§ **Aim of the exercise**:
Please restate, word for word, the lines below that begin at the one with "of the link." and end at the one with "at least one". Leave out all other lines.
##### The data #####
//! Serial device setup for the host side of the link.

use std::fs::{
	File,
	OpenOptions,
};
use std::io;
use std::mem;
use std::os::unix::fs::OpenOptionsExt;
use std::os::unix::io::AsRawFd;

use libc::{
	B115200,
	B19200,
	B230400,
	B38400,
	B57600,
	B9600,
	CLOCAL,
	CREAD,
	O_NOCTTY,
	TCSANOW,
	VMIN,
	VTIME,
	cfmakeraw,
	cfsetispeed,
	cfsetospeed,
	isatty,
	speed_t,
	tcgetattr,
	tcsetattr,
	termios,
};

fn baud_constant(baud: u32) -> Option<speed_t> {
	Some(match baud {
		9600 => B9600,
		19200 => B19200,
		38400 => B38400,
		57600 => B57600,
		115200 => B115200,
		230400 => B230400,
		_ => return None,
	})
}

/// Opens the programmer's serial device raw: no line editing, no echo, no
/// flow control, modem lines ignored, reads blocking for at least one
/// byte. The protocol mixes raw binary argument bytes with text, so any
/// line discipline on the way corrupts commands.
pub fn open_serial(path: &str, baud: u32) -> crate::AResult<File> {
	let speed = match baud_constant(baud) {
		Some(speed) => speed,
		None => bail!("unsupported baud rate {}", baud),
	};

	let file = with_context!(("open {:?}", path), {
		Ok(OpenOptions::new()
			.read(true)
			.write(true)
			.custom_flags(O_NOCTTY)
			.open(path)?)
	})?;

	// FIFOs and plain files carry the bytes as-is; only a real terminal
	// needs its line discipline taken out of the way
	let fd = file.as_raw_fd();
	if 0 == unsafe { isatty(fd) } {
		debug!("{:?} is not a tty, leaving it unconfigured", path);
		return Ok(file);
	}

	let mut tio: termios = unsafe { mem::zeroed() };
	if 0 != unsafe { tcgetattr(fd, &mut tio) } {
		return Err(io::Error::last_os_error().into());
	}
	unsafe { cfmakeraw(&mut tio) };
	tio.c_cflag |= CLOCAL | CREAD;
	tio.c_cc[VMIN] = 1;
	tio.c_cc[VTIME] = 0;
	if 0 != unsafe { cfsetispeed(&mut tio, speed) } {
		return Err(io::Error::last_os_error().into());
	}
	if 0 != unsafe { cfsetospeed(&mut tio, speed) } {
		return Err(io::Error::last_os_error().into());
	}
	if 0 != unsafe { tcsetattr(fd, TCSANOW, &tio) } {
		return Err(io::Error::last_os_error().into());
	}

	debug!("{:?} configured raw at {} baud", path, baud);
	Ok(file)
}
#####
##### The data #####
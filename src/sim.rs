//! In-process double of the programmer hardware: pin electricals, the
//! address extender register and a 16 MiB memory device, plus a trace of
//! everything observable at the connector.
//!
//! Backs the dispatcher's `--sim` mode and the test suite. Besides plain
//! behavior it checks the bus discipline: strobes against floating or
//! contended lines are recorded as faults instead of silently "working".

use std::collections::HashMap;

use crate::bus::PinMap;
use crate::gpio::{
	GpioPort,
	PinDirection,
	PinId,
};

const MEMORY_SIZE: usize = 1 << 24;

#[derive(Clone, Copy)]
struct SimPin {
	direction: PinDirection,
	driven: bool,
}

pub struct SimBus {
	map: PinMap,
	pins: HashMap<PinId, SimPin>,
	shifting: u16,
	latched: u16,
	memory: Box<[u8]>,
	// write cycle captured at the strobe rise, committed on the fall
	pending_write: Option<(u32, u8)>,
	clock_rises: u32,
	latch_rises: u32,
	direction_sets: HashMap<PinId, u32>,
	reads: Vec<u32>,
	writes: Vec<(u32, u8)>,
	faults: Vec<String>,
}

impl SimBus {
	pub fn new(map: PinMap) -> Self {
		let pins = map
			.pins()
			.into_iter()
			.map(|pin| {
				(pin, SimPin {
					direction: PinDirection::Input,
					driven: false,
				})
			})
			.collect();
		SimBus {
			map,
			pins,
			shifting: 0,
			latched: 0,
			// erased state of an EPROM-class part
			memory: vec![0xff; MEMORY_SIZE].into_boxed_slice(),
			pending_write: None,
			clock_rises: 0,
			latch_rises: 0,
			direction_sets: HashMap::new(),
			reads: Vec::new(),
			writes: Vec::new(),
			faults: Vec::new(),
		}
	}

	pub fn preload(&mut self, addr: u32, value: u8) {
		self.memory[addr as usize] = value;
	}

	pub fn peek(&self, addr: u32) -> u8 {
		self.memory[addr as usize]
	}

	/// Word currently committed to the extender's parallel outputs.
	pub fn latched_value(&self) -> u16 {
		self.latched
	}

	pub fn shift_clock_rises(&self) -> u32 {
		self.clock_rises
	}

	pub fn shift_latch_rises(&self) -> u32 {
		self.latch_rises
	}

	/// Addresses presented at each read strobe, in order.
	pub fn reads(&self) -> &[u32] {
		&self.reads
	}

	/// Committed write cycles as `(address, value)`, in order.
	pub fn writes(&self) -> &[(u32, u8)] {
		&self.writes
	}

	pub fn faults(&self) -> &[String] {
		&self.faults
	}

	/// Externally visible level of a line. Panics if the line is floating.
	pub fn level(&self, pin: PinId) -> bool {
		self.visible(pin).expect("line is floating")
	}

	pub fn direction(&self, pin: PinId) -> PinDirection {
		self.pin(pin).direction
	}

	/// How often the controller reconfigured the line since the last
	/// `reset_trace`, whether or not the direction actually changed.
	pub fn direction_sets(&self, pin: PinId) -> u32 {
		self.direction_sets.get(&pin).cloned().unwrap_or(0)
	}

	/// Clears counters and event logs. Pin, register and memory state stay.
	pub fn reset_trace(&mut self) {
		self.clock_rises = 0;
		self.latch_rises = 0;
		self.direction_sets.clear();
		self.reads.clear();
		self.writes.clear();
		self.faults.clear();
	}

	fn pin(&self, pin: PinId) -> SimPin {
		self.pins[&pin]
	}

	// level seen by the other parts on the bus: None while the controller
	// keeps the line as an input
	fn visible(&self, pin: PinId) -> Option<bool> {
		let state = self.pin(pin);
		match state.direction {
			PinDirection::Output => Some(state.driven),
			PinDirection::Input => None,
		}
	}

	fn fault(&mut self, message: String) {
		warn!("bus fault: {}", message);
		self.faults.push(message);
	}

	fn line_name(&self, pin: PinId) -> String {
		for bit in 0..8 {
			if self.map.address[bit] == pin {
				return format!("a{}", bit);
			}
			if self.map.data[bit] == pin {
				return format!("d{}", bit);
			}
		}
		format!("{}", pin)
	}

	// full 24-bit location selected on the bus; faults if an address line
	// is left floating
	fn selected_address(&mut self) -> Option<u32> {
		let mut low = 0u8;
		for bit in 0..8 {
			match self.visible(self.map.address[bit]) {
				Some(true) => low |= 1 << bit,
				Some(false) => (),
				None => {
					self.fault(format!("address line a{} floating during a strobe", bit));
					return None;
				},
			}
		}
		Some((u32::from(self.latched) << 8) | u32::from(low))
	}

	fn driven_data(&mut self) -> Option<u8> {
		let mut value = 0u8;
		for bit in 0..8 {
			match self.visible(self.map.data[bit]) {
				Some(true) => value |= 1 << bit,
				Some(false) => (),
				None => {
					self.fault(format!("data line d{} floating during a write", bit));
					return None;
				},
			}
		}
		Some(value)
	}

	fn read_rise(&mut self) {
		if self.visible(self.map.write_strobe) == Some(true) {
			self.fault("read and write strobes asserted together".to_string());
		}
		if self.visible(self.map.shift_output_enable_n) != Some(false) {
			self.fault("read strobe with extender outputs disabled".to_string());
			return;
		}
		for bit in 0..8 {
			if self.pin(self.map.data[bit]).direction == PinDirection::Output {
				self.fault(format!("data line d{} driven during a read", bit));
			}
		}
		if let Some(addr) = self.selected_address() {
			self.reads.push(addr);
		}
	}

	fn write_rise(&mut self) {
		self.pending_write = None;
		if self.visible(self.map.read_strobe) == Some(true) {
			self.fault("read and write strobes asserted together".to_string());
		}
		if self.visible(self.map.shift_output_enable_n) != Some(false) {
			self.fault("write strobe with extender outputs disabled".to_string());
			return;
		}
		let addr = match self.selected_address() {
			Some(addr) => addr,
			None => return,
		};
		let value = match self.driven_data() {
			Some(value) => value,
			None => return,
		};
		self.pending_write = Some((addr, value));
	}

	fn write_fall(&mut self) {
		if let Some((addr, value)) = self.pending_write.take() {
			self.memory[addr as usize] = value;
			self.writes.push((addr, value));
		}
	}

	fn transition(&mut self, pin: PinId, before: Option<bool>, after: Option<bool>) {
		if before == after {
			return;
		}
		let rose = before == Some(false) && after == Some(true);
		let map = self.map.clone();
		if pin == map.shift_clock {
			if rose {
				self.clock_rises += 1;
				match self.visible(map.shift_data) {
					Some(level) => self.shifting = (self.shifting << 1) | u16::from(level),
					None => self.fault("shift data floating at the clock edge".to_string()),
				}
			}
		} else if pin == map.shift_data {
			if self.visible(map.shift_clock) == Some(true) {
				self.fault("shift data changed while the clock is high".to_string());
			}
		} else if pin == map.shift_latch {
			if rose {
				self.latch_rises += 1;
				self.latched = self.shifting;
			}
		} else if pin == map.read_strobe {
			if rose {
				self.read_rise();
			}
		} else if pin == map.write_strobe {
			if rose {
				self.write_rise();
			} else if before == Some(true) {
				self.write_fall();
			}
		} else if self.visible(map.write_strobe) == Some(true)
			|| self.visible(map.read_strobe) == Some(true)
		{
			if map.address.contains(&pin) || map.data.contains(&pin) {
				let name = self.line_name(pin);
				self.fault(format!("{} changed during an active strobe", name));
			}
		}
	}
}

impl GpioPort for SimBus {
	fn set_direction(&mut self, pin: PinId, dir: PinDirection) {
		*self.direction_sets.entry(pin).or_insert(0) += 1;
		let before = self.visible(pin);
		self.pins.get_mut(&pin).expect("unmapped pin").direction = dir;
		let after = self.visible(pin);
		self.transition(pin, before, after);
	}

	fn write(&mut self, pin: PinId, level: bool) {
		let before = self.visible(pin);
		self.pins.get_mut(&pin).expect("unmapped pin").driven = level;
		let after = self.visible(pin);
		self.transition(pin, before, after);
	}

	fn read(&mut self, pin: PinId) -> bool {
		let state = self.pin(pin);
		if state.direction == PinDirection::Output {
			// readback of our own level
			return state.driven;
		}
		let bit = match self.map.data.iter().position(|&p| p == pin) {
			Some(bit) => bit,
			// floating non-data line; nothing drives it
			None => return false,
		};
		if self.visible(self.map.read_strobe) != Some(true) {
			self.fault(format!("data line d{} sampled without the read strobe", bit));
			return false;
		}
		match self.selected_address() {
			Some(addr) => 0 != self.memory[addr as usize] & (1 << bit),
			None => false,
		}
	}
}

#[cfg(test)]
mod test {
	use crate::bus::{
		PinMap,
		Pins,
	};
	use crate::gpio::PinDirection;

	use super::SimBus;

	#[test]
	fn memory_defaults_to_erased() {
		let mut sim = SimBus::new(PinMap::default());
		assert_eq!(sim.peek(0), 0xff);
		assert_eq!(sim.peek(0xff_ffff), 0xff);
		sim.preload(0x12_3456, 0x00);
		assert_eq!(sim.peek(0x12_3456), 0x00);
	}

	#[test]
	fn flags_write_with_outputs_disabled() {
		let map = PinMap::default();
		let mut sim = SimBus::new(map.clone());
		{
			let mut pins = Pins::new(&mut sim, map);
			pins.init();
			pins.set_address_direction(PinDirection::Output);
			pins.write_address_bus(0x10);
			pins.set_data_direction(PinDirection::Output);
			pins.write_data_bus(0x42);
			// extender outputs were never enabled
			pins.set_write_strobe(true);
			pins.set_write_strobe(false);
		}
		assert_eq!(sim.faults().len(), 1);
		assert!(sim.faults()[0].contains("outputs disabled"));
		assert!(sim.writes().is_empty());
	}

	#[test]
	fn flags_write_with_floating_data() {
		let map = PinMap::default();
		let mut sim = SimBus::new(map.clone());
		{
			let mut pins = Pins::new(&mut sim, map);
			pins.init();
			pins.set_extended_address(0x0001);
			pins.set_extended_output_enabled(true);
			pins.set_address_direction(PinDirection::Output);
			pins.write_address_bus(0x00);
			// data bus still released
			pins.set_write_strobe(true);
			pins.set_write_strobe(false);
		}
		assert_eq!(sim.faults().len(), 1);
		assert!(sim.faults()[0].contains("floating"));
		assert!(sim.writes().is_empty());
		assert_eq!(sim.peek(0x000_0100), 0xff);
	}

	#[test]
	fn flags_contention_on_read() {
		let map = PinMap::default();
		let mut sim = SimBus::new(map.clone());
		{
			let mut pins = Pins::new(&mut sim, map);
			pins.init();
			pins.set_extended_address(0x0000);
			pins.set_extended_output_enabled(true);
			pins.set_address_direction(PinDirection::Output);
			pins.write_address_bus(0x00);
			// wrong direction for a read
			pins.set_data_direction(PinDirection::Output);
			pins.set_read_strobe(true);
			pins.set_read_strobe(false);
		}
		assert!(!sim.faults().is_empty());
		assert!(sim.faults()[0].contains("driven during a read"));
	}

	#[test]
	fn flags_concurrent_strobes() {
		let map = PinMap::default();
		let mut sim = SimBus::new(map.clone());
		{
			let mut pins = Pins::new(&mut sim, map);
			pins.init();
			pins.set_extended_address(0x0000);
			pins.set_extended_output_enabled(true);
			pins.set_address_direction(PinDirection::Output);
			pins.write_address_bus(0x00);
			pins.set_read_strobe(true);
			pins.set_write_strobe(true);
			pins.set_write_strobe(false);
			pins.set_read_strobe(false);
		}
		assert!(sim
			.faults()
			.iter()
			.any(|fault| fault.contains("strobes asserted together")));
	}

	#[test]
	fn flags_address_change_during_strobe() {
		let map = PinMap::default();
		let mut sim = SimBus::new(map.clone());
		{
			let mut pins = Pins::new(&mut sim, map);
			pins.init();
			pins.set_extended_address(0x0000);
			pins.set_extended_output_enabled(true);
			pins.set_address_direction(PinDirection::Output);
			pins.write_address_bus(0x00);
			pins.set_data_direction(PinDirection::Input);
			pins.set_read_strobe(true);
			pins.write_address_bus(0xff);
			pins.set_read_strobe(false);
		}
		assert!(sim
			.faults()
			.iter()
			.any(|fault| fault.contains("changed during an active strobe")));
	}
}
#####
§ **Answer**:
//! Serial device setup for the host side of the link.

use std::fs::{
	File,
	OpenOptions,
};
use std::io;
use std::mem;
use std::os::unix::fs::OpenOptionsExt;
use std::os::unix::io::AsRawFd;

use libc::{
	B115200,
	B19200,
	B230400,
	B38400,
	B57600,
	B9600,
	CLOCAL,
	CREAD,
	O_NOCTTY,
	TCSANOW,
	VMIN,
	VTIME,
	cfmakeraw,
	cfsetispeed,
	cfsetospeed,
	isatty,
	speed_t,
	tcgetattr,
	tcsetattr,
	termios,
};

fn baud_constant(baud: u32) -> Option<speed_t> {
	Some(match baud {
		9600 => B9600,
		19200 => B19200,
		38400 => B38400,
		57600 => B57600,
		115200 => B115200,
		230400 => B230400,
		_ => return None,
	})
}

/// Opens the programmer's serial device raw: no line editing, no echo, no
/// flow control, modem lines ignored, reads blocking for at least one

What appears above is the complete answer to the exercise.